Um dos argumentos contrários à decisão da Anvisa é o de que não há uma lei dando respaldo para que a agência trate de aditivos. Carvalho, no entanto, cita a Convenção Quadro do Tabaco, que foi ratificada pelo Brasil e, desta forma, tem status de lei. A convenção traz um conjunto de regras com o intuito de prevenir e combater o tabagismo no mundo. “E entre os dispositivos está justamente a restrição do uso de aditivos. Na nossa avaliação, a Anvisa tinha não só o direito, mas o dever de regular”, completou Carvalho.
Recentemente, contudo, uma das decisões trouxe um alento para o setor que trabalha pela redução do tabagismo no país. “Estávamos num momento muito importante, com várias decisões na Justiça com parecer favorável à norma que havia sido editada pela Anvisa”, diz Carvalho. A diretora destaca uma decisão do TRF da 1ª Região, reconhecendo a posição da agência. “Nesse sentido, acreditamos que o momento do debate é muito favorável no STF para que a regra da agência seja reconhecida.” Algo que ganha corpo com o parecer da PGR da última semana de setembro.
Carvalho lista alguns indicadores considerados importantes. A iniciação no Brasil ao cigarro ocorre aos 16 anos. A Organização Mundial da Saúde (OMS) considera o tabagismo uma doença pediátrica: 90% dos fumantes começam a fumar antes dos 18. “Além disso, enquanto a prevalência de tabagismo está em 12%, os índices de experimentação entre jovens, mostram estudos, estão acima de 22%”, afirma.
Ela descarta o receio de que a discussão no STF se arraste. Enquanto perdurar a indefinição, aditivos seguem permitidos. “A decisão de Toffoli para que o Supremo tenha um entendimento único ocorre num momento em que vários entendimentos são favoráveis à Anvisa. Há uma grande possibilidade de que isso seja considerado”.
Não há previsão agora para a retomada do julgamento.
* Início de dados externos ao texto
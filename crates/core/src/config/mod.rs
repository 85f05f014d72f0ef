//! Monitor configuration
//!
//! TOML-backed settings for the polling monitor: how often to
//! re-snapshot, which processes to watch or ignore, and log verbosity.
//! Missing files are created with defaults; unknown keys are ignored and
//! missing keys fall back per-field.

mod loader;

use serde::{Deserialize, Serialize};

pub use loader::{base_dir, config_path};

pub use crate::diff::FilterMode;
use crate::diff::HookFilter;

/// Configuration system errors
#[derive(Debug, thiserror::Error)]
pub enum ConfigError {
    /// Failed to read or write config file
    #[error("IO error: {0}")]
    IoError(#[from] std::io::Error),

    /// Failed to parse TOML content
    #[error("Failed to parse TOML: {0}")]
    ParseError(#[from] toml::de::Error),

    /// Failed to serialize config to TOML
    #[error("Failed to serialize config: {0}")]
    SerializeError(#[from] toml::ser::Error),

    /// Could not determine config directory from the executable location
    #[error("Config directory not available - could not resolve executable path")]
    NoConfigDirectory,
}

/// Result type for config operations
pub type ConfigResult<T> = Result<T, ConfigError>;

/// Monitor settings, stored next to the executable as `hookscope.toml`.
#[derive(Debug, Clone, Serialize, Deserialize)]
#[serde(default)]
pub struct MonitorConfig {
    /// Config version for future migration support
    pub version: u32,

    /// Seconds between snapshots in monitor mode
    pub poll_interval_secs: u64,

    /// Whether `programs` selects hooks to keep or to drop
    pub filter_mode: FilterMode,

    /// Program filters: a decimal or 0x-prefixed entry is a pid, anything
    /// else an image name; a leading ':' forces name interpretation
    pub programs: Vec<String>,

    /// Enable debug logging
    pub debug: bool,
}

impl Default for MonitorConfig {
    fn default() -> Self {
        Self {
            version: 1,
            poll_interval_secs: 7,
            filter_mode: FilterMode::Include,
            programs: Vec::new(),
            debug: false,
        }
    }
}

impl MonitorConfig {
    /// Load config from file, creating default if missing.
    pub fn load() -> ConfigResult<Self> {
        let path = config_path()?;

        if path.exists() {
            let content = std::fs::read_to_string(&path)?;
            let config: Self = toml::from_str(&content)?;
            tracing::debug!("Loaded monitor config from {:?}", path);
            Ok(config)
        } else {
            let default = Self::default();
            default.save()?;
            tracing::info!("Created default monitor config at {:?}", path);
            Ok(default)
        }
    }

    /// Save config to file.
    pub fn save(&self) -> ConfigResult<()> {
        let path = config_path()?;

        if let Some(parent) = path.parent() {
            std::fs::create_dir_all(parent)?;
        }

        let content = toml::to_string_pretty(self)?;
        std::fs::write(&path, content)?;
        tracing::debug!("Saved monitor config to {:?}", path);
        Ok(())
    }

    /// Reload config from file.
    pub fn reload(&mut self) -> ConfigResult<()> {
        let path = config_path()?;
        let content = std::fs::read_to_string(&path)?;
        *self = toml::from_str(&content)?;
        tracing::debug!("Reloaded monitor config from {:?}", path);
        Ok(())
    }

    /// Build the diff filter from the configured program list.
    pub fn hook_filter(&self) -> HookFilter {
        let mut names = Vec::new();
        let mut pids = Vec::new();

        for entry in &self.programs {
            if let Some(forced) = entry.strip_prefix(':') {
                names.push(forced.to_string());
            } else if let Some(pid) = parse_pid(entry) {
                pids.push(pid);
            } else {
                names.push(entry.clone());
            }
        }

        HookFilter {
            mode: self.filter_mode,
            names,
            pids,
        }
    }
}

/// Parse a program entry as a pid: plain decimal or 0x-prefixed hex.
fn parse_pid(entry: &str) -> Option<u32> {
    if let Some(hex) = entry.strip_prefix("0x").or_else(|| entry.strip_prefix("0X")) {
        u32::from_str_radix(hex, 16).ok()
    } else {
        entry.parse().ok()
    }
}
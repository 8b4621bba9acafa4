use std::fmt;

use serde::{Deserialize, Serialize};

macro_rules! id_newtype {
    ($name:ident) => {
        #[derive(Debug, Clone, Copy, PartialEq, Eq, Hash, Serialize, Deserialize)]
        #[serde(transparent)]
        pub struct $name(pub i64);

        impl fmt::Display for $name {
            fn fmt(&self, f: &mut fmt::Formatter<'_>) -> fmt::Result {
                self.0.fmt(f)
            }
        }
    };
}

id_newtype!(TrainerId);
id_newtype!(CreatureId);

/// A roster member. The wire format calls these `pokemons`.
#[derive(Debug, Clone, PartialEq, Eq, Serialize, Deserialize)]
pub struct Creature {
    pub id: CreatureId,
    pub nickname: String,
    pub species: String,
    #[serde(default, skip_serializing_if = "Option::is_none")]
    pub trainer_id: Option<TrainerId>,
}

impl Creature {
    /// Text shown for this creature in a roster entry.
    pub fn label(&self) -> String {
        format!("{} ({})", self.nickname, self.species)
    }
}

#[derive(Debug, Clone, PartialEq, Eq, Serialize, Deserialize)]
pub struct Trainer {
    pub id: TrainerId,
    pub name: String,
    #[serde(default, rename = "pokemons")]
    pub creatures: Vec<Creature>,
}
Como já informado aos assinantes do JOTA PRO por Felipe Recondo, são poucas as chances de que uma definição ocorra ainda neste ano.
A coluna procurou a Associação Brasileira da Indústria do Fumo (Abifumo), autora do pedido acatado por Toffoli para que processos sobre o tema fossem suspensos para evitar decisões com soluções divergentes. Não houve resposta até a publicação deste texto.